Бушар, с неделю тому назад назначенный начальником отделения, принес доклад о мэрах и префектах, добивавшихся срдена Почетного Легиона. Ругону нужно было распределить между самыми достойными двадцать пять офицерских и кавалерских крестов. Он взял доклад, внимательно прочел список имен и начал листать дела представляемых к награде. Тем временем начальник отделения подошел к камину и пожал руки присутствующих. Затем, повернувшись спиной к огню, поднял полы сюртука и стал греть себе ноги.
— Вот мерзкий дождь! — пожаловался он. — Весна будет поздняя.
— Просто потоп, — сказал полковник. — Предчувствую приступ подагры; у меня всю ночь стреляло в левой ноге.
Помолчали.
— Что жена? — спросил Кан.
— Благодарю вас, здорова, — ответил Бушар. — Она, кажется, хотела заехать сегодня.
Опять помолчали. Ругон листал бумаги. Дойдя до одного имени, он остановился:
— Исидор Годибер… Это тот, что пишет стихи?
— Вот именно! — сказал Бушар. — Он мэр города Барбевилля с тысяча восемьсот пятьдесят второго года. На каждое счастливое событие, на свадьбу императора, на роды императрицы, на крещение принца Империи он присылает их величествам прекрасные оды.
Министр презрительно скривился. Полковник заметил, что он читал эти оды и, по его мнению, они остроумны. Он даже процитировал ту, в которой император сравнивался с бенгальским огнем. И без всякого перехода, несомненно для личного удовольствия, эти господа пустились вполголоса восхвалять императора. Теперь они стали ярыми бонапартистами — вся клика. Двое кузенов — полковник и Бушар — помирились и больше не шпыняли друг друга принцами Орлеанскими и графом Шамбором; зато теперь они наперебой состязались в своих похвалах императору.
— Ну нет, этот не годится! — воскликнул вдруг Ругон. — Жюслен — это ставленник Марси. К чему мне награждать друзей моего предшественника?
И он вычеркнул имя, так нажав пером, что продрал бумагу.
— Однако, — спохватился он, — надо найти кого-нибудь… Это офицерский крест.
Сидевшие у камина не шевельнулись. Д'Эскорайль, несмотря на свою молодость, неделю тому назад получил крест кавалера; Кан и Бушар имели уже офицерские кресты, полковник недавно удостоился, наконец, звания командора.
— Кому же дать офицерский крест? — повторил Ругон и снова стал рыться в бумагах. Он остановился словно пораженный внезапною мыслью.
— А вы тоже как будто мэр, господин Бежуэн? — спросил он.
Бежуэн лишь кивнул раз — другой. За него ответил Кан.
— Ну конечно; он мэр Сен-Флорана, той местности, где у него хрустальный завод.
— Тогда дело в шляпе, — сказал министр, обрадованный возможностью протолкнуть одного из своих. — В самом деле, У него ведь один кавалерский крест. Бежуэн, вы никогда ни о чем не просите. Мне всегда приходится заботиться о вас.

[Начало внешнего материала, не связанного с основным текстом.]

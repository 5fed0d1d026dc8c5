//! User interface abstraction for the interactive menu
//!
//! Production code prompts through dialoguer; tests script the answers with
//! [`MockUI`].

use anyhow::Result;
use dialoguer::{Confirm, Input, Select};
use std::cell::RefCell;
use std::collections::VecDeque;

pub trait UserInterface {
    /// Display a selection menu and return the selected index
    fn select(&self, prompt: &str, items: &[String]) -> Result<usize>;

    /// Text input that may be left empty
    fn input(&self, prompt: &str) -> Result<String>;

    /// Text input pre-filled with `default`
    fn input_with_default(&self, prompt: &str, default: &str) -> Result<String>;

    fn confirm_with_default(&self, prompt: &str, default: bool) -> Result<bool>;
}

/// Production implementation using dialoguer
pub struct DialoguerUI;

impl UserInterface for DialoguerUI {
    fn select(&self, prompt: &str, items: &[String]) -> Result<usize> {
        let selection = Select::new()
            .with_prompt(prompt)
            .items(items)
            .default(0)
            .interact_opt()?;
        selection.ok_or_else(|| anyhow::anyhow!("User cancelled selection"))
    }

    fn input(&self, prompt: &str) -> Result<String> {
        let input = Input::<String>::new()
            .with_prompt(prompt)
            .allow_empty(true)
            .interact_text()?;
        Ok(input)
    }

    fn input_with_default(&self, prompt: &str, default: &str) -> Result<String> {
        let input = Input::<String>::new()
            .with_prompt(prompt)
            .default(default.to_string())
            .interact_text()?;
        Ok(input)
    }

    fn confirm_with_default(&self, prompt: &str, default: bool) -> Result<bool> {
        let confirmed = Confirm::new()
            .with_prompt(prompt)
            .default(default)
            .interact_opt()?;
        confirmed.ok_or_else(|| anyhow::anyhow!("User cancelled confirmation"))
    }
}

/// Scripted implementation for tests
///
/// Answers are consumed in order; running out of answers is an error, which
/// ends the menu loop.
#[derive(Default)]
pub struct MockUI {
    selections: RefCell<VecDeque<usize>>,
    inputs: RefCell<VecDeque<String>>,
    confirms: RefCell<VecDeque<bool>>,
}

impl MockUI {
    pub fn new() -> Self {
        Self::default()
    }

    pub fn with_selection(self, index: usize) -> Self {
        self.selections.borrow_mut().push_back(index);
        self
    }

    pub fn with_input(self, value: impl Into<String>) -> Self {
        self.inputs.borrow_mut().push_back(value.into());
        self
    }

    pub fn with_confirm(self, value: bool) -> Self {
        self.confirms.borrow_mut().push_back(value);
        self
    }

    /// Whether every scripted answer was used
    pub fn is_exhausted(&self) -> bool {
        self.selections.borrow().is_empty()
            && self.inputs.borrow().is_empty()
            && self.confirms.borrow().is_empty()
    }
}

impl UserInterface for MockUI {
    fn select(&self, _prompt: &str, items: &[String]) -> Result<usize> {
        let index = self
            .selections
            .borrow_mut()
            .pop_front()
            .ok_or_else(|| anyhow::anyhow!("No more selections configured"))?;
        if index >= items.len() {
            anyhow::bail!("Selection {} out of range", index);
        }
        Ok(index)
    }

    fn input(&self, _prompt: &str) -> Result<String> {
        self.inputs
            .borrow_mut()
            .pop_front()
            .ok_or_else(|| anyhow::anyhow!("No more inputs configured"))
    }

    fn input_with_default(&self, _prompt: &str, default: &str) -> Result<String> {
        let value = self
            .inputs
            .borrow_mut()
            .pop_front()
            .ok_or_else(|| anyhow::anyhow!("No more inputs configured"))?;
        // An empty scripted answer behaves like pressing Enter
        Ok(if value.is_empty() {
            default.to_string()
        } else {
            value
        })
    }

    fn confirm_with_default(&self, _prompt: &str, _default: bool) -> Result<bool> {
        self.confirms
            .borrow_mut()
            .pop_front()
            .ok_or_else(|| anyhow::anyhow!("No more confirmations configured"))
    }
}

Бежуэн улыбнулся и поблагодарил. Он действительно никогда ни о чем не просил. Но он постоянно был здесь, под рукой, молчаливый и скромный, поджидая, не перепадет ли чего. И подбирал все.
— Леон Бежуэн, не так ли? Впишем его вместо Пьер-Франсуа Жюслена, — сказал Ругон, производя замену имен.

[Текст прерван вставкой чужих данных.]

//! Blocking child-process execution with an optional timeout

use crate::error::HarvestError;
use anyhow::{Context, Result};
use std::io::Read;
use std::process::{Command, ExitStatus, Stdio};
use std::time::{Duration, Instant};

const POLL_INTERVAL: Duration = Duration::from_millis(50);

/// Captured result of a finished child process
#[derive(Debug)]
pub struct ProcessOutput {
    pub status: ExitStatus,
    pub stdout: String,
    pub stderr: String,
}

impl ProcessOutput {
    pub fn success(&self) -> bool {
        self.status.success()
    }

    pub fn exit_code(&self) -> i32 {
        self.status.code().unwrap_or(-1)
    }

    /// `exit code N (description): stderr`, for error messages
    pub fn failure_summary(&self) -> String {
        let code = self.exit_code();
        let stderr = self.stderr.trim();
        if stderr.is_empty() {
            format!(
                "exit code {} ({})",
                code,
                describe_exit_code(code)
            )
        } else {
            format!(
                "exit code {} ({}): {}",
                code,
                describe_exit_code(code),
                stderr
            )
        }
    }
}

/// Run `command` to completion, capturing stdout and stderr
///
/// With a timeout the child is killed once it expires and a
/// [`HarvestError::Timeout`] is returned.
pub fn run(command: &mut Command, timeout: Option<Duration>) -> Result<ProcessOutput> {
    let label = describe(command);
    let Some(timeout) = timeout else {
        let output = command
            .output()
            .with_context(|| format!("Failed to execute '{label}'"))?;
        return Ok(ProcessOutput {
            status: output.status,
            stdout: String::from_utf8_lossy(&output.stdout).into_owned(),
            stderr: String::from_utf8_lossy(&output.stderr).into_owned(),
        });
    };

    let mut child = command
        .stdout(Stdio::piped())
        .stderr(Stdio::piped())
        .spawn()
        .with_context(|| format!("Failed to execute '{label}'"))?;

    // Both pipes are drained while polling
    let stdout_reader = child.stdout.take().map(spawn_reader);
    let stderr_reader = child.stderr.take().map(spawn_reader);

    let started = Instant::now();
    let status = loop {
        if let Some(status) = child.try_wait()? {
            break status;
        }
        if started.elapsed() >= timeout {
            let _ = child.kill();
            let _ = child.wait();
            tracing::warn!("Killed '{}' after {:?}", label, timeout);
            return Err(HarvestError::Timeout {
                command: label,
                after: timeout,
            }
            .into());
        }
        std::thread::sleep(POLL_INTERVAL);
    };

    Ok(ProcessOutput {
        status,
        stdout: join_reader(stdout_reader),
        stderr: join_reader(stderr_reader),
    })
}

/// Human-readable meaning of a shell or git exit code
pub fn describe_exit_code(exit_code: i32) -> &'static str {
    match exit_code {
        0 => "success",
        1 => "general error",
        2 => "shell builtin misuse",
        126 => "command invoked cannot execute",
        127 => "command not found",
        // git reports every fatal condition with 128
        128 => "fatal git error",
        130 => "interrupted",
        131..=255 => "terminated by signal",
        _ => "error",
    }
}

fn spawn_reader<R: Read + Send + 'static>(mut pipe: R) -> std::thread::JoinHandle<String> {
    std::thread::spawn(move || {
        let mut buf = Vec::new();
        let _ = pipe.read_to_end(&mut buf);
        String::from_utf8_lossy(&buf).into_owned()
    })
}

fn join_reader(handle: Option<std::thread::JoinHandle<String>>) -> String {
    handle
        .and_then(|h| h.join().ok())
        .unwrap_or_default()
}

fn describe(command: &Command) -> String {
    std::iter::once(command.get_program().to_string_lossy().into_owned())
        .chain(
            command
                .get_args()
                .map(|arg| arg.to_string_lossy().into_owned()),
        )
        .collect::<Vec<_>>()
        .join(" ")
}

— Бежуэн, Жюслен — это в рифму, — заметил полковник. Шутка показалась всем очень тонкой. Они долго смеялись.
Наконец Бушар унес подписанные бумаги. Ругон поднялся: у него ноют ноги; в дождливые дни, говорил он, это его очень мучит. Между тем время шло; из всех отделов доносилось отдаленное жужжание. Торопливые шаги пересекали соседние комнаты, двери открывались и закрывались. Долетало шушуканье, заглушенное драпировками. Появилось еще несколько чиновников, приносивших бумаги на подпись. Вея эта сутолока означала, что административная машина работает полным ходом и что здесь производится чрезвычайное количество разных бумаг, пересылаемых из отделения в отделение. Среди всего этого оживления за дверью приемной висело тяжелое молчание двадцати с лишком человек, безропотно дремавших под присмотром Мерля в ожидании, когда его превосходительство их соизволит принять. Охваченный лихорадкой деятельности, Ругон метался между этими людьми. Огромный, с самоуверенным лицом и жирной шеей, брызжущий силой, он вполголоса отдавал какие-то приказания в углу кабинета: внезапно обрушивался потоком бешеных слов на какого-нибудь чиновника, распределял работу и с размаху решал дела.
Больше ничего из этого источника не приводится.